SELECT raw:`zip code`, raw:`Zip Code`, raw:['fb:testid'] FROM store_data
+----------+----------+-----------+
| zip code | Zip Code | fb:testid |
+----------+----------+-----------+
| 94025 | 94025 | 1234 |
+----------+----------+-----------+
注意
如果 JSON 记录包含多个由于不区分大小写而与提取路径匹配的列,则会出现要求使用方括号这一错误。 如果行之间的列匹配,则不会遇到任何错误。 {"foo":"bar", "Foo":"bar"}
会引发错误,但以下内容将不会引发错误:
{"foo":"bar"}
{"Foo":"bar"}
提取嵌套字段
可以通过点表示法或使用方括号指定嵌套字段。 使用方括号时,各列区分大小写。
-- Use dot notation
SELECT raw:store.bicycle FROM store_data
-- the column returned is a string
+------------------+
| bicycle |
+------------------+
| { |
| "price":19.95, |
| "color":"red" |
| } |
+------------------+
-- Use brackets
SELECT raw:store['bicycle'], raw:store['BICYCLE'] FROM store_data
+------------------+---------+
| bicycle | BICYCLE |
+------------------+---------+
| { | null |
| "price":19.95, | |
| "color":"red" | |
| } | |
+------------------+---------+
从数组中提取值
可以使用方括号对数组中的元素进行索引。 索引从 0 开始。 可以使用星号 (*
),后跟点或括号表示法来从数组中的所有元素中提取子字段。
-- Index elements
SELECT raw:store.fruit[0], raw:store.fruit[1] FROM store_data
+------------------+-----------------+
| fruit | fruit |
+------------------+-----------------+
| { | { |
| "weight":8, | "weight":9, |
| "type":"apple" | "type":"pear" |
| } | } |
+------------------+-----------------+
-- Extract subfields from arrays
SELECT raw:store.book[*].isbn FROM store_data
+--------------------+
| isbn |
+--------------------+
| [ |
| null, |
| "0-553-21311-3", |
| "0-395-19395-8" |
| ] |
+--------------------+
-- Access arrays within arrays or structs within arrays
SELECT
raw:store.basket[*],
raw:store.basket[*][0] first_of_baskets,
raw:store.basket[0][*] first_basket,
raw:store.basket[*][*] all_elements_flattened,
raw:store.basket[0][2].b subfield
FROM store_data
+----------------------------+------------------+---------------------+---------------------------------+----------+
| basket | first_of_baskets | first_basket | all_elements_flattened | subfield |
+----------------------------+------------------+---------------------+---------------------------------+----------+
| [ | [ | [ | [1,2,{"b":"y","a":"x"},3,4,5,6] | y |
| [1,2,{"b":"y","a":"x"}], | 1, | 1, | | |
| [3,4], | 3, | 2, | | |
| [5,6] | 5 | {"b":"y","a":"x"} | | |
| ] | ] | ] | | |
+----------------------------+------------------+---------------------+---------------------------------+----------+
强制转换值
可以使用 ::
将值转换为基本数据类型。 使用 from_json 方法将嵌套结果强制转换为更复杂的数据类型,例如数组或结构。

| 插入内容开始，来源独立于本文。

// TTL key-value cache primitive
//
// The storage primitive the three stores are built on: a process-local
// key-value map where every entry carries a deadline. Expired entries read
// as absent; they are dropped when their key is next written or when the
// janitor sweep runs. All mutations take the write lock, which gives each
// key atomic read-modify-write and read-after-write visibility.
//
// Deadlines use tokio::time::Instant so tests can drive expiry with paused
// time (#[tokio::test(start_paused = true)]).

use std::collections::HashMap;
use std::sync::Arc;
use std::time::Duration;
use tokio::sync::RwLock;
use tokio::time::Instant;

struct Entry<V> {
    value: V,
    expires_at: Instant,
}

/// Shared TTL cache, cloneable handle over one map
pub struct TtlCache<V> {
    entries: Arc<RwLock<HashMap<String, Entry<V>>>>,
}

impl<V> Clone for TtlCache<V> {
    fn clone(&self) -> Self {
        Self {
            entries: self.entries.clone(),
        }
    }
}

impl<V> Default for TtlCache<V> {
    fn default() -> Self {
        Self::new()
    }
}

impl<V> TtlCache<V> {
    pub fn new() -> Self {
        Self {
            entries: Arc::new(RwLock::new(HashMap::new())),
        }
    }
}

impl<V: Clone + Send + Sync> TtlCache<V> {
    /// Current value for a key, or None if absent or past its deadline
    pub async fn get(&self, key: &str) -> Option<V> {
        let entries = self.entries.read().await;
        entries
            .get(key)
            .filter(|entry| entry.expires_at > Instant::now())
            .map(|entry| entry.value.clone())
    }

    /// Store a value with a fresh TTL, replacing any previous entry
    pub async fn insert(&self, key: impl Into<String>, value: V, ttl: Duration) {
        let mut entries = self.entries.write().await;
        entries.insert(
            key.into(),
            Entry {
                value,
                expires_at: Instant::now() + ttl,
            },
        );
    }

    /// Atomically read-modify-write one key.
    ///
    /// `f` sees None when the key is absent or expired, and returns the new
    /// value plus a result passed back to the caller. The entry's deadline
    /// is refreshed to now + ttl on every update.
    pub async fn update<T>(
        &self,
        key: impl Into<String>,
        ttl: Duration,
        f: impl FnOnce(Option<V>) -> (V, T),
    ) -> T {
        let key = key.into();
        let mut entries = self.entries.write().await;
        let now = Instant::now();
        let current = entries
            .remove(&key)
            .filter(|entry| entry.expires_at > now)
            .map(|entry| entry.value);
        let (value, result) = f(current);
        entries.insert(
            key,
            Entry {
                value,
                expires_at: now + ttl,
            },
        );
        result
    }

    pub async fn remove(&self, key: &str) {
        self.entries.write().await.remove(key);
    }

    /// Drop every entry past its deadline, returning how many were removed
    pub async fn purge_expired(&self) -> usize {
        let mut entries = self.entries.write().await;
        let now = Instant::now();
        let before = entries.len();
        entries.retain(|_, entry| entry.expires_at > now);
        before - entries.len()
    }

    /// Number of live (unexpired) entries
    pub async fn len(&self) -> usize {
        let entries = self.entries.read().await;
        let now = Instant::now();
        entries
            .values()
            .filter(|entry| entry.expires_at > now)
            .count()
    }

    pub async fn is_empty(&self) -> bool {
        self.len().await == 0
    }
}
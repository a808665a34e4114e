// Widget Event Delivery Abstractions
//
// This crate provides the backend-agnostic pieces of the widget event
// delivery subsystem: domain entities, the store traits the delivery loop
// and HTTP layer are written against, and the error taxonomy.
//
// Key design decisions:
// - Stores are traits (EventStore, TypingStore, NotificationStore) so the
//   cache backend is injected, never a process-wide singleton
// - Session mode transitions live on WidgetSession as fallible methods;
//   event emission for transitions is the caller's job so subscribers
//   observe every transition through the stores
// - Events are ephemeral by contract: TTL-bounded cache records, never
//   written to durable storage

// Domain entity types
pub mod event;
pub mod session;
pub mod widget;

pub mod error;
pub mod traits;

// In-memory implementations for the default binary wiring and testing
pub mod memory;

// Re-exports for convenience
pub use error::{DeliveryError, Result};
pub use event::{event_types, Notification, TypingSignal, WidgetEvent};
pub use memory::{InMemorySessionDirectory, InMemoryWidgetDirectory};
pub use session::{SessionMode, WidgetSession};
pub use traits::{
    EventStore, NotificationStore, SessionDirectory, TypingStore, WidgetDirectory,
};
pub use widget::Widget;
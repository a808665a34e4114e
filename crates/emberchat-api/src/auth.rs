// Owner key auth for operator/owner-facing endpoints
// Decision: owner keys are prefixed with "emb_" for identification
// Decision: full key is shown only once at widget creation, stored hashed

use axum::http::{header, HeaderMap};
use rand::Rng;
use sha2::{Digest, Sha256};
use std::collections::HashMap;
use std::sync::Arc;
use tokio::sync::RwLock;
use uuid::Uuid;

use emberchat_core::Widget;

use crate::common::ApiError;

/// Owner key prefix for identification
pub const OWNER_KEY_PREFIX: &str = "emb_";
const OWNER_KEY_LENGTH: usize = 32; // 32 random bytes = 64 hex chars

/// Generated owner key (full key shown only at creation)
#[derive(Debug)]
pub struct GeneratedOwnerKey {
    /// Full key (emb_<random>)
    pub key: String,
    /// SHA-256 hash for registry storage
    pub key_hash: String,
    /// Prefix for display (e.g., "emb_abc1...")
    pub key_prefix: String,
}

/// Generate a new owner key
pub fn generate_owner_key() -> GeneratedOwnerKey {
    let mut rng = rand::thread_rng();
    let random_bytes: Vec<u8> = (0..OWNER_KEY_LENGTH).map(|_| rng.gen()).collect();
    let random_hex = hex::encode(&random_bytes);

    let key = format!("{}{}", OWNER_KEY_PREFIX, random_hex);
    let key_hash = hash_owner_key(&key);
    let key_prefix = format!("{}{}...", OWNER_KEY_PREFIX, &random_hex[..8]);

    GeneratedOwnerKey {
        key,
        key_hash,
        key_prefix,
    }
}

/// Hash an owner key for registry storage/lookup
pub fn hash_owner_key(key: &str) -> String {
    let hash = Sha256::digest(key.as_bytes());
    hex::encode(hash)
}

/// Validate owner key format
pub fn is_valid_owner_key_format(key: &str) -> bool {
    if !key.starts_with(OWNER_KEY_PREFIX) {
        return false;
    }

    let key_part = &key[OWNER_KEY_PREFIX.len()..];
    key_part.len() == OWNER_KEY_LENGTH * 2 && key_part.chars().all(|c| c.is_ascii_hexdigit())
}

// ============================================================================
// OwnerKeyRegistry - hashed key -> owner id
// ============================================================================

/// In-memory registry of hashed owner keys.
///
/// The account system owning durable credentials is external; this registry
/// holds the keys minted by widget registration for the life of the process.
#[derive(Debug, Default, Clone)]
pub struct OwnerKeyRegistry {
    keys: Arc<RwLock<HashMap<String, Uuid>>>,
}

impl OwnerKeyRegistry {
    pub fn new() -> Self {
        Self::default()
    }

    pub async fn register(&self, key_hash: String, owner_id: Uuid) {
        self.keys.write().await.insert(key_hash, owner_id);
    }

    /// Owner id for a presented key, or None for an unknown key
    pub async fn resolve(&self, key: &str) -> Option<Uuid> {
        if !is_valid_owner_key_format(key) {
            return None;
        }
        self.keys.read().await.get(&hash_owner_key(key)).copied()
    }
}

/// Extract the bearer token from request headers
pub fn bearer_token(headers: &HeaderMap) -> Option<&str> {
    headers
        .get(header::AUTHORIZATION)
        .and_then(|value| value.to_str().ok())
        .and_then(|value| value.strip_prefix("Bearer "))
}

/// Resolve the caller and require them to own the widget.
///
/// 401 when no/unknown credentials are presented, 403 when the caller is
/// authenticated but not the widget's owner.
pub async fn require_owner(
    registry: &OwnerKeyRegistry,
    headers: &HeaderMap,
    widget: &Widget,
) -> Result<Uuid, ApiError> {
    let token = bearer_token(headers).ok_or(ApiError::Unauthorized)?;
    let caller = registry
        .resolve(token)
        .await
        .ok_or(ApiError::Unauthorized)?;

    if caller != widget.owner_id {
        return Err(ApiError::Forbidden);
    }
    Ok(caller)
}
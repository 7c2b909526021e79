// ABOUTME: Command implementations for the loader
// ABOUTME: Exports the table-by-table load run and the row-count verify check

pub mod run;
pub mod verify;

pub use run::{run, TableReport};
pub use verify::{verify, TableCount};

-- price is returned as a double, not a string
SELECT raw:store.bicycle.price::double FROM store_data
+------------------+
| price |
+------------------+
| 19.95 |
+------------------+
-- use from_json to cast into more complex types
SELECT from_json(raw:store.bicycle, 'price double, color string') bicycle FROM store_data
-- the column returned is a struct containing the columns price and color
+------------------+
| bicycle |
+------------------+
| { |
| "price":19.95, |
| "color":"red" |
| } |
+------------------+
SELECT from_json(raw:store.basket[*], 'array<array<string>>') baskets FROM store_data
-- the column returned is an array of string arrays
+------------------------------------------+
| basket |
+------------------------------------------+
| [ |
| ["1","2","{\"b\":\"y\",\"a\":\"x\"}]", |
| ["3","4"], |
| ["5","6"] |
| ] |
+------------------------------------------+
NULL 行为
如果存在具有 null
值的 JSON 字段,则会收到该列的 SQL null
值,而不是 null
文本值。
select '{"key":null}':key is null sql_null, '{"key":null}':key == 'null' text_null
+-------------+-----------+
| sql_null | text_null |
+-------------+-----------+
| true | null |
+-------------+-----------+
使用 Spark SQL 运算符转换嵌套数据
Apache Spark 有许多用于处理复杂嵌套数据的内置函数。 以下笔记本包含示例。
此外,当内置的 Spark 运算符无法以所需的方式转换数据时,高阶函数会提供许多其他选项。